### TASK OBJECTIVE
Scan the entries that follow for the word "PartialEq", then report every line in which it appears.

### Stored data

|---|

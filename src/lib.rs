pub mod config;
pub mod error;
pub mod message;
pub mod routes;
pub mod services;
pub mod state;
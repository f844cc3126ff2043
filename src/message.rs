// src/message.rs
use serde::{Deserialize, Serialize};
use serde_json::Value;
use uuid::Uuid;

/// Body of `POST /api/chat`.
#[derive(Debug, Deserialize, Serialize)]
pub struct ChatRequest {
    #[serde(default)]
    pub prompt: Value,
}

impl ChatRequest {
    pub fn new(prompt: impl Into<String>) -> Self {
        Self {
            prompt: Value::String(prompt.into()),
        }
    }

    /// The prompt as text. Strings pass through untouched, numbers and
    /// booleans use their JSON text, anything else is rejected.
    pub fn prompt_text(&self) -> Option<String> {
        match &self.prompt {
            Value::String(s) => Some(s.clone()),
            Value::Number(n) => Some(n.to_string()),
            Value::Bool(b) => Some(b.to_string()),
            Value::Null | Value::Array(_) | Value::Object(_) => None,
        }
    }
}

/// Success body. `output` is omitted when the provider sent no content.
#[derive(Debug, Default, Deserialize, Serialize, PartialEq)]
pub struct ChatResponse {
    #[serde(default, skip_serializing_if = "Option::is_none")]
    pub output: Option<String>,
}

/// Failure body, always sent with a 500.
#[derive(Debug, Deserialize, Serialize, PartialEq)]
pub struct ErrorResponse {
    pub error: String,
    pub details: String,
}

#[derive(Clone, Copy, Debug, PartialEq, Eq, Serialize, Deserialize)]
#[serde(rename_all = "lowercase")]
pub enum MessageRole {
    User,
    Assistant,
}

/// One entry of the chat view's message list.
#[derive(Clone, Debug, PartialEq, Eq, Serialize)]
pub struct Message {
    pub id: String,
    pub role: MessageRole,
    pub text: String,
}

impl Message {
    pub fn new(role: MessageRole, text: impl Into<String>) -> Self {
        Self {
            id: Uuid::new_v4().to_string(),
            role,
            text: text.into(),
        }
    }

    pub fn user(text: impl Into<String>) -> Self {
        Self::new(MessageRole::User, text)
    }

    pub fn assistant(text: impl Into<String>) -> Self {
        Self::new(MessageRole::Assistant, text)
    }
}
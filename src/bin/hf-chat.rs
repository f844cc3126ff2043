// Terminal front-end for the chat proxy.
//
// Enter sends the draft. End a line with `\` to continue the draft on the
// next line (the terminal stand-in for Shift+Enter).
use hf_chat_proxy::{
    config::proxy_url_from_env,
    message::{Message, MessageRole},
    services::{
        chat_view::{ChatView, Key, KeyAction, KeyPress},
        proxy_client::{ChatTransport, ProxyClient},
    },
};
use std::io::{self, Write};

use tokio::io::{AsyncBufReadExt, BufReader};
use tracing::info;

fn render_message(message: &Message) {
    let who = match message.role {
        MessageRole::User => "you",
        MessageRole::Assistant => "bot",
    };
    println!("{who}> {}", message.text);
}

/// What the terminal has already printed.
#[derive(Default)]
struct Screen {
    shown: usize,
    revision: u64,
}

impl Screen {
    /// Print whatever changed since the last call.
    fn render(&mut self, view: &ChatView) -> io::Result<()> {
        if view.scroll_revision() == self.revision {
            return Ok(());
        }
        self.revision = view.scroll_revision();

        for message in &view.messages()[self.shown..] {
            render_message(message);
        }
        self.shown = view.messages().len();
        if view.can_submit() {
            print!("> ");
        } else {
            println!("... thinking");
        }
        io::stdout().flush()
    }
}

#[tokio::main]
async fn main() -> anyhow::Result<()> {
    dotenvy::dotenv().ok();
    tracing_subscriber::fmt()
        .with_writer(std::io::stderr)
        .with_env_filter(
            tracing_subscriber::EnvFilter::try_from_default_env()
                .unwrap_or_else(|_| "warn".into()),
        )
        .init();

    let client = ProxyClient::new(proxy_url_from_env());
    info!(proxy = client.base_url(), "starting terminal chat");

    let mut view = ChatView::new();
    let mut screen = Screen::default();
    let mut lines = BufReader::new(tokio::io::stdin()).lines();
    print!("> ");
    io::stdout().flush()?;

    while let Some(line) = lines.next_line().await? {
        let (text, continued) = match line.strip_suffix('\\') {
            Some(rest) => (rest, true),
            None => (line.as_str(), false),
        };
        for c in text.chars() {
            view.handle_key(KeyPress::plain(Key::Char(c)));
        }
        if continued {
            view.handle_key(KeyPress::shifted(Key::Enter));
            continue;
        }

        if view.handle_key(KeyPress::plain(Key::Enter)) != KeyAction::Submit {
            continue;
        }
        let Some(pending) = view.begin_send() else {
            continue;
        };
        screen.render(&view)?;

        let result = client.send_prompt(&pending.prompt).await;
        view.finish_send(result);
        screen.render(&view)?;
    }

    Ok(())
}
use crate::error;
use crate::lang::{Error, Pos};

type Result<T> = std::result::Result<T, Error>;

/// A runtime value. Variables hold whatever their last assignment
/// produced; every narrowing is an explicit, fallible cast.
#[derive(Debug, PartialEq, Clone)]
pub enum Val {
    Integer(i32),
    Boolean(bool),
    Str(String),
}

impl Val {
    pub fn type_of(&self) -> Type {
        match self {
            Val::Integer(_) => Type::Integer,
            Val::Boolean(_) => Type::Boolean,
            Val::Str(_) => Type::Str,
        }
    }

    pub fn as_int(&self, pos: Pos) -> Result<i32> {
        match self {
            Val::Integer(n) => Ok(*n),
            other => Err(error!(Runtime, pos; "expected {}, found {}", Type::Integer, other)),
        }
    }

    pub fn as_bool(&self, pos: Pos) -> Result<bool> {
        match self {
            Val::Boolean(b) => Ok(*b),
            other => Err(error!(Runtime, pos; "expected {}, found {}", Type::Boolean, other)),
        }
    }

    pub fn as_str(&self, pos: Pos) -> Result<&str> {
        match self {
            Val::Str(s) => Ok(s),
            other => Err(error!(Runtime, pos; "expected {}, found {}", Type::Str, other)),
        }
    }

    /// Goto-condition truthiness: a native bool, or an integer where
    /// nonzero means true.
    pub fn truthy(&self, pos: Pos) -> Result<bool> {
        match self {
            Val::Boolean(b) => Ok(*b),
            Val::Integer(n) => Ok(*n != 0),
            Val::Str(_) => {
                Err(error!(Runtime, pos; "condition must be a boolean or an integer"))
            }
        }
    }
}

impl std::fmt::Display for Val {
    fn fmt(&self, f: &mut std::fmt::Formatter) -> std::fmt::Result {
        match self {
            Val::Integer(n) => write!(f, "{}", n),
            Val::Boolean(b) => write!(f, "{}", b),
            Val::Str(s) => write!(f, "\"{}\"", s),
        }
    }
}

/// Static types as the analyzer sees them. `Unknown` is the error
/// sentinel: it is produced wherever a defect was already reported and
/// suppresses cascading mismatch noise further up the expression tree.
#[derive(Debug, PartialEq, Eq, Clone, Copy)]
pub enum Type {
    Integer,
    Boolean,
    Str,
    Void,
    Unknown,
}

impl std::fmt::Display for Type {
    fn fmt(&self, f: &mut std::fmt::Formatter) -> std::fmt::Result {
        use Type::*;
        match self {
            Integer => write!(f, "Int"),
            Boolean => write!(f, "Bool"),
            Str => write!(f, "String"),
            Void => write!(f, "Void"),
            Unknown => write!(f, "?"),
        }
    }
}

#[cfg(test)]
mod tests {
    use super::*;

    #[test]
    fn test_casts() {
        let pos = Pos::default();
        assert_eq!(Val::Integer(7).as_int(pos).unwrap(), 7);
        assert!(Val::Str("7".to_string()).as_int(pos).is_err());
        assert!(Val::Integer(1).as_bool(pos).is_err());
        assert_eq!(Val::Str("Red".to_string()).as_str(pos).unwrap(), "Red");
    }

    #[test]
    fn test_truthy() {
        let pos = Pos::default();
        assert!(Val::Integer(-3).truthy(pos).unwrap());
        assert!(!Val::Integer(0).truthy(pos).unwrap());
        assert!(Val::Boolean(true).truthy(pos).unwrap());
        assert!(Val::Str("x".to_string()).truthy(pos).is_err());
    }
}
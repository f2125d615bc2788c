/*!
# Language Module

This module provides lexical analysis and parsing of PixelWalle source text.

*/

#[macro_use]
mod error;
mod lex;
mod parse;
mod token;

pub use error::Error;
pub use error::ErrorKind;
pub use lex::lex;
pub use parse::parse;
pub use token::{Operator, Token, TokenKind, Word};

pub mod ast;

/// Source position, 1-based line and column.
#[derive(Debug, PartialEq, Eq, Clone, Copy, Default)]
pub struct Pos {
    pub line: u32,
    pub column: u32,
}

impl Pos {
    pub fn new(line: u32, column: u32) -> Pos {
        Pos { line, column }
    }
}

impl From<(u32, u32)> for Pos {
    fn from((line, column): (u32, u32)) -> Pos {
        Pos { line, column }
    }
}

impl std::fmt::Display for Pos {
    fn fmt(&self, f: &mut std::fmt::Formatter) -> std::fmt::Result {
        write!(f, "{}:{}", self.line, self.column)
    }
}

|---|

### EXERCISE OUTPUT
#[derive(Debug, Default, Deserialize, Serialize, PartialEq)]
#[derive(Debug, Deserialize, Serialize, PartialEq)]
#[derive(Clone, Copy, Debug, PartialEq, Eq, Serialize, Deserialize)]
#[derive(Clone, Debug, PartialEq, Eq, Serialize)]
#[derive(Debug, PartialEq, Clone)]
#[derive(Debug, PartialEq, Eq, Clone, Copy)]
#[derive(Debug, PartialEq, Eq, Clone, Copy, Default)]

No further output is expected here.